'Then let us go there, Jörgen. After we have had something to eat we shall set to work again. It will be long before it is daylight; we have time enough.'

Jörgen made no opposition to this arrangement; he was accustomed to give way to Ebbe's wishes, and he went back to where they had left their provender.

Ebbe cast a longing look back at the hole; then took the spade under his arm and followed Jörgen.

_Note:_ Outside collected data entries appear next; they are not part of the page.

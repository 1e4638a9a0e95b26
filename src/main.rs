use control_freak::{load_store, persist_store, router, AppState, Config, SystemClock, Tracker};
use std::sync::Arc;
use tokio::{fs, signal};
use tracing::info;
use tracing_subscriber::{fmt, EnvFilter};

#[tokio::main]
async fn main() -> Result<(), Box<dyn std::error::Error>> {
    fmt()
        .with_env_filter(EnvFilter::from_default_env().add_directive("info".parse()?))
        .init();

    let config = Config::from_env();
    if let Some(parent) = config.data_path.parent() {
        fs::create_dir_all(parent).await?;
    }

    let clock = Arc::new(SystemClock);
    let store = load_store(&config.data_path).await;
    let tracker = Tracker::load(store, clock.as_ref());
    // Load may have filled in a missing goal or start date.
    persist_store(&config.data_path, tracker.store()).await?;
    info!(path = %config.data_path.display(), goal = %tracker.goal(), "loaded calendar");

    let state = AppState::new(config.data_path.clone(), clock, tracker);
    let app = router(state);

    let addr = config.addr();
    info!("listening on http://{addr}");
    let listener = tokio::net::TcpListener::bind(addr).await?;
    axum::serve(listener, app)
        .with_graceful_shutdown(shutdown_signal())
        .await?;

    Ok(())
}

async fn shutdown_signal() {
    let ctrl_c = async {
        let _ = signal::ctrl_c().await;
    };

    #[cfg(unix)]
    let terminate = async {
        if let Ok(mut stream) = signal::unix::signal(signal::unix::SignalKind::terminate()) {
            stream.recv().await;
        }
    };

    #[cfg(not(unix))]
    let terminate = std::future::pending::<()>();

    tokio::select! {
        _ = ctrl_c => {},
        _ = terminate => {},
    }
    info!("shutting down");
}
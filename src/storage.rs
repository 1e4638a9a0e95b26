use crate::errors::AppError;
use chrono::{NaiveDate, NaiveDateTime, NaiveTime};
use serde::{Deserialize, Serialize};
use std::collections::BTreeMap;
use std::path::Path;
use tokio::fs;
use tracing::error;

pub const GOAL_KEY: &str = "controlfreak_goal";
pub const START_DATE_KEY: &str = "controlfreak_start_date";

const START_DATE_FORMAT: &str = "%Y-%m-%dT%H:%M:%S";
const LEGACY_START_DATE_FORMAT: &str = "%a %b %d %Y %H:%M:%S";

/// Flat string-to-string store, persisted as a single JSON object.
#[derive(Debug, Clone, Serialize, Deserialize, Default, PartialEq)]
#[serde(transparent)]
pub struct LocalStore {
    items: BTreeMap<String, String>,
}

impl LocalStore {
    pub fn get_item(&self, key: &str) -> Option<&str> {
        self.items.get(key).map(String::as_str)
    }

    pub fn set_item(&mut self, key: impl Into<String>, value: impl Into<String>) {
        self.items.insert(key.into(), value.into());
    }

    pub fn remove_item(&mut self, key: &str) -> Option<String> {
        self.items.remove(key)
    }

    pub fn contains(&self, key: &str) -> bool {
        self.items.contains_key(key)
    }

    pub fn keys(&self) -> impl Iterator<Item = &str> {
        self.items.keys().map(String::as_str)
    }
}

pub async fn load_store(path: &Path) -> LocalStore {
    match fs::read(path).await {
        Ok(bytes) => match serde_json::from_slice(&bytes) {
            Ok(store) => store,
            Err(err) => {
                error!("failed to parse store file: {err}");
                LocalStore::default()
            }
        },
        Err(err) if err.kind() == std::io::ErrorKind::NotFound => LocalStore::default(),
        Err(err) => {
            error!("failed to read store file: {err}");
            LocalStore::default()
        }
    }
}

pub async fn persist_store(path: &Path, store: &LocalStore) -> Result<(), AppError> {
    let payload = serde_json::to_vec_pretty(store)?;
    fs::write(path, payload).await?;
    Ok(())
}

pub fn format_start_date(value: NaiveDateTime) -> String {
    value.format(START_DATE_FORMAT).to_string()
}

/// Accepts the native format, a bare date, or a browser `Date::toString` value.
pub fn parse_start_date(raw: &str) -> Option<NaiveDateTime> {
    let raw = raw.trim();
    if let Ok(value) = NaiveDateTime::parse_from_str(raw, START_DATE_FORMAT) {
        return Some(value);
    }
    if let Ok(date) = NaiveDate::parse_from_str(raw, "%Y-%m-%d") {
        return Some(date.and_time(NaiveTime::MIN));
    }
    // "Sun Jan 01 2023 10:00:00 GMT+0100 (Central European Standard Time)"
    let legacy = raw.get(..24)?;
    NaiveDateTime::parse_from_str(legacy, LEGACY_START_DATE_FORMAT).ok()
}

At a little distance from the walls of the churchyard the path lay near the edge of a pit, from which the peasants dug up gravel for the repairs that were annually made in the high road. The pit was tolerably deep, and sloped from the brink, along which the two fishermen directed their steps until they came to a kind of gap, or narrow defile, from whence the gravel was carted away.

When Ebbe reached this place, he took up the flask, drank off its contents, and let it drop quietly into the grass. Jörgen, in the meantime, had sat down, and began to eat. Ebbe remained standing, and leaned upon the spade.

'Why don't you sit down?' asked Jörgen.

'Because the grass is wet.'

'Where is the flask? I don't see it.'

'You will find it on the grass.'

Jörgen stooped down to look for it, and at that moment Ebbe lifted the spade, and, exerting all his strength, struck Jörgen with it on his head!